Mauro se dispuso a exponer su obra ante la sociedad florentina. Para ello intentó contactar con los más pudientes allegados de la zona, pero ninguno se molestó en ir a visitar la obra del hijo de “El mendigo”, que era como se conocía al padre de Mauro. Nadie se dignó a ver su trabajo, por lo que recurrió a Catalina. Le pidió que utilizara su influencia para que su obra fuera comprada o al menos que se expusiera cerca de la de su David,… pero Catalina no aceptó, veía en la obra las penurias que su familia acarreaba para la población, lo harapiento de aquel hombre que en secreto la había poseído, se avergonzaba de ello, la obra debía ser destruida.

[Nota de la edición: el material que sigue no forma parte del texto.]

//! Reasoning knowledge CRUD: (task, step) pairs in the `reasoning_knowledge` tree.

use super::Page;
use crate::{error_response, AppState};
use axum::{
    extract::{Json, Path, Query, State},
    http::StatusCode,
    response::{IntoResponse, Response},
};
use taskpilot_core::{KnowledgeEntry, ReasoningField, ScoredEntry, StoreError};

#[derive(Debug, serde::Serialize)]
struct PairView<'a> {
    id: u64,
    task: &'a str,
    step: &'a str,
    created_at: i64,
    updated_at: i64,
    #[serde(skip_serializing_if = "Option::is_none")]
    similarity: Option<f32>,
}

impl<'a> PairView<'a> {
    fn of(entry: &'a KnowledgeEntry) -> Self {
        Self {
            id: entry.id,
            task: &entry.question_text,
            step: &entry.answer_text,
            created_at: entry.created_at,
            updated_at: entry.updated_at,
            similarity: None,
        }
    }

    fn scored(hit: &'a ScoredEntry) -> Self {
        Self {
            similarity: Some(hit.similarity),
            ..Self::of(&hit.entry)
        }
    }
}

fn store_error(e: StoreError) -> Response {
    match e {
        StoreError::EmptyText(_) => error_response(StatusCode::BAD_REQUEST, e.to_string()),
        other => {
            tracing::error!(target: "taskpilot::gateway", error = %other, "reasoning store error");
            error_response(StatusCode::INTERNAL_SERVER_ERROR, other.to_string())
        }
    }
}

fn not_found(id: u64) -> Response {
    error_response(StatusCode::NOT_FOUND, format!("reasoning entry {} not found", id))
}

/// GET /v1/reasoning-knowledge?skip=&limit=
pub(crate) async fn list(State(state): State<AppState>, Query(page): Query<Page>) -> Response {
    match state.reasoning.list(page.skip, page.limit()) {
        Ok(entries) => {
            let total = state.reasoning.count().unwrap_or(entries.len());
            let items: Vec<PairView> = entries.iter().map(PairView::of).collect();
            Json(serde_json::json!({ "total": total, "items": items })).into_response()
        }
        Err(e) => store_error(e),
    }
}

#[derive(Debug, serde::Deserialize)]
pub(crate) struct CreateRequest {
    #[serde(alias = "task_text")]
    task: String,
    #[serde(alias = "step_text")]
    step: String,
}

/// POST /v1/reasoning-knowledge
pub(crate) async fn create(State(state): State<AppState>, Json(req): Json<CreateRequest>) -> Response {
    match state.reasoning.create(&req.task, &req.step).await {
        Ok(entry) => (StatusCode::CREATED, Json(PairView::of(&entry))).into_response(),
        Err(e) => store_error(e),
    }
}

/// GET /v1/reasoning-knowledge/:id
pub(crate) async fn get_one(State(state): State<AppState>, Path(id): Path<u64>) -> Response {
    match state.reasoning.get(id) {
        Ok(Some(entry)) => Json(PairView::of(&entry)).into_response(),
        Ok(None) => not_found(id),
        Err(e) => store_error(e),
    }
}

#[derive(Debug, serde::Deserialize)]
pub(crate) struct UpdateRequest {
    #[serde(default, alias = "task_text")]
    task: Option<String>,
    #[serde(default, alias = "step_text")]
    step: Option<String>,
}

/// PUT /v1/reasoning-knowledge/:id
pub(crate) async fn update(
    State(state): State<AppState>,
    Path(id): Path<u64>,
    Json(req): Json<UpdateRequest>,
) -> Response {
    if req.task.is_none() && req.step.is_none() {
        return error_response(StatusCode::BAD_REQUEST, "nothing to update");
    }
    match state
        .reasoning
        .update(id, req.task.as_deref(), req.step.as_deref())
        .await
    {
        Ok(Some(entry)) => Json(PairView::of(&entry)).into_response(),
        Ok(None) => not_found(id),
        Err(e) => store_error(e),
    }
}

/// DELETE /v1/reasoning-knowledge/:id
pub(crate) async fn delete(State(state): State<AppState>, Path(id): Path<u64>) -> Response {
    match state.reasoning.delete(id) {
        Ok(true) => StatusCode::NO_CONTENT.into_response(),
        Ok(false) => not_found(id),
        Err(e) => store_error(e),
    }
}

#[derive(Debug, serde::Deserialize)]
pub(crate) struct SearchRequest {
    query: String,
    top_k: Option<usize>,
    threshold: Option<f32>,
    #[serde(default)]
    field: ReasoningField,
}

/// POST /v1/reasoning-knowledge/search – `field` is "task" (default) or "step".
pub(crate) async fn search(State(state): State<AppState>, Json(req): Json<SearchRequest>) -> Response {
    let top_k = req.top_k.unwrap_or(state.config.enhancer.cache_top_k).min(super::MAX_PAGE);
    let threshold = req.threshold.unwrap_or(0.0);
    if !(0.0..=1.0).contains(&threshold) {
        return error_response(StatusCode::BAD_REQUEST, "threshold must be within [0, 1]");
    }
    let hits = state.reasoning.search(req.field, &req.query, top_k, threshold).await;
    let items: Vec<PairView> = hits.iter().map(PairView::scored).collect();
    Json(serde_json::json!({
        "field": req.field,
        "degraded": hits.iter().any(|h| h.is_degraded()),
        "items": items,
    }))
    .into_response()
}

#[cfg(test)]
mod tests {
    use crate::build_app;
    use crate::tests::{get_req, post_json, send, test_state};
    use axum::body::Body;
    use axum::http::{Request, StatusCode};

    #[tokio::test]
    async fn pairs_are_created_searched_and_removed() {
        let dir = tempfile::tempdir().unwrap();
        let state = test_state(&dir);
        let app = build_app(state.clone());

        let (code, created) = send(
            app.clone(),
            post_json(
                "/v1/reasoning-knowledge",
                serde_json::json!({ "task": "pin the project group", "step": "Right-click the group and choose Pin" }),
            ),
        )
        .await;
        assert_eq!(code, StatusCode::CREATED);
        let id = created["id"].as_u64().unwrap();
        assert_eq!(created["task"], "pin the project group");
        assert!(created.get("question_vector").is_none());
        assert_eq!(state.knowledge.count().unwrap(), 0);

        let (code, json) = send(
            app.clone(),
            post_json(
                "/v1/reasoning-knowledge/search",
                serde_json::json!({ "query": "Right-click the group and choose Pin", "field": "step", "threshold": 0.9 }),
            ),
        )
        .await;
        assert_eq!(code, StatusCode::OK);
        assert_eq!(json["field"], "step");
        assert_eq!(json["degraded"], false);
        assert_eq!(json["items"][0]["task"], "pin the project group");

        let put = Request::builder()
            .method("PUT")
            .uri(format!("/v1/reasoning-knowledge/{}", id))
            .header("content-type", "application/json")
            .body(Body::from(serde_json::json!({ "step": "Choose Pin from the menu" }).to_string()))
            .unwrap();
        let (code, updated) = send(app.clone(), put).await;
        assert_eq!(code, StatusCode::OK);
        assert_eq!(updated["step"], "Choose Pin from the menu");

        let delete = Request::builder()
            .method("DELETE")
            .uri(format!("/v1/reasoning-knowledge/{}", id))
            .body(Body::empty())
            .unwrap();
        let (code, _) = send(app.clone(), delete).await;
        assert_eq!(code, StatusCode::NO_CONTENT);
        let (code, _) = send(app, get_req(&format!("/v1/reasoning-knowledge/{}", id))).await;
        assert_eq!(code, StatusCode::NOT_FOUND);
    }

    #[tokio::test]
    async fn empty_step_is_a_bad_request() {
        let dir = tempfile::tempdir().unwrap();
        let (code, json) = send(
            build_app(test_state(&dir)),
            post_json("/v1/reasoning-knowledge", serde_json::json!({ "task": "mute a chat", "step": "" })),
        )
        .await;
        assert_eq!(code, StatusCode::BAD_REQUEST);
        assert!(json["error"].as_str().unwrap().contains("step_text"));
    }
}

Tras meses de perseverancia y con la llegada del buen tiempo, Mauro decidió viajar a la ciudad de Arezzo, donde Ruper, un amigo de la familia le había prometido la exposición de “Hécate”. A su llegada, se celebraba la Giostra del Saracino. Al concluir dicha fiesta todo el mundo se esperó en la plaza para ver la exposición de la escultura, pero por alguna razón no encontraban a Mauro. La gente empezó a impacientarse y corrió el rumor de que la estatua había sido destruida. Efectivamente. Encontraron a “Hécate” hecha añicos y al joven florentino colgado de la viga más alta de su estancia. El suceso no fue excesivamente divulgado por Florencia pero llegó a oídos de una de las criadas de Catalina, la cual informó a su ama.
- -Señora, me he enterado de un trágico suceso.
- -¿Qué ha sucedido? Dime.
- -Su amigo, Mauro, ha sido encontrado muerto en Arezzo.
- -¡Oh! Es una trágica noticia. Quien en su sano juicio sería capaz de matar a un hombre y robar una estatua.
- -Señora, tiene razón pero, ¿cómo sabe que la estatua fue robada?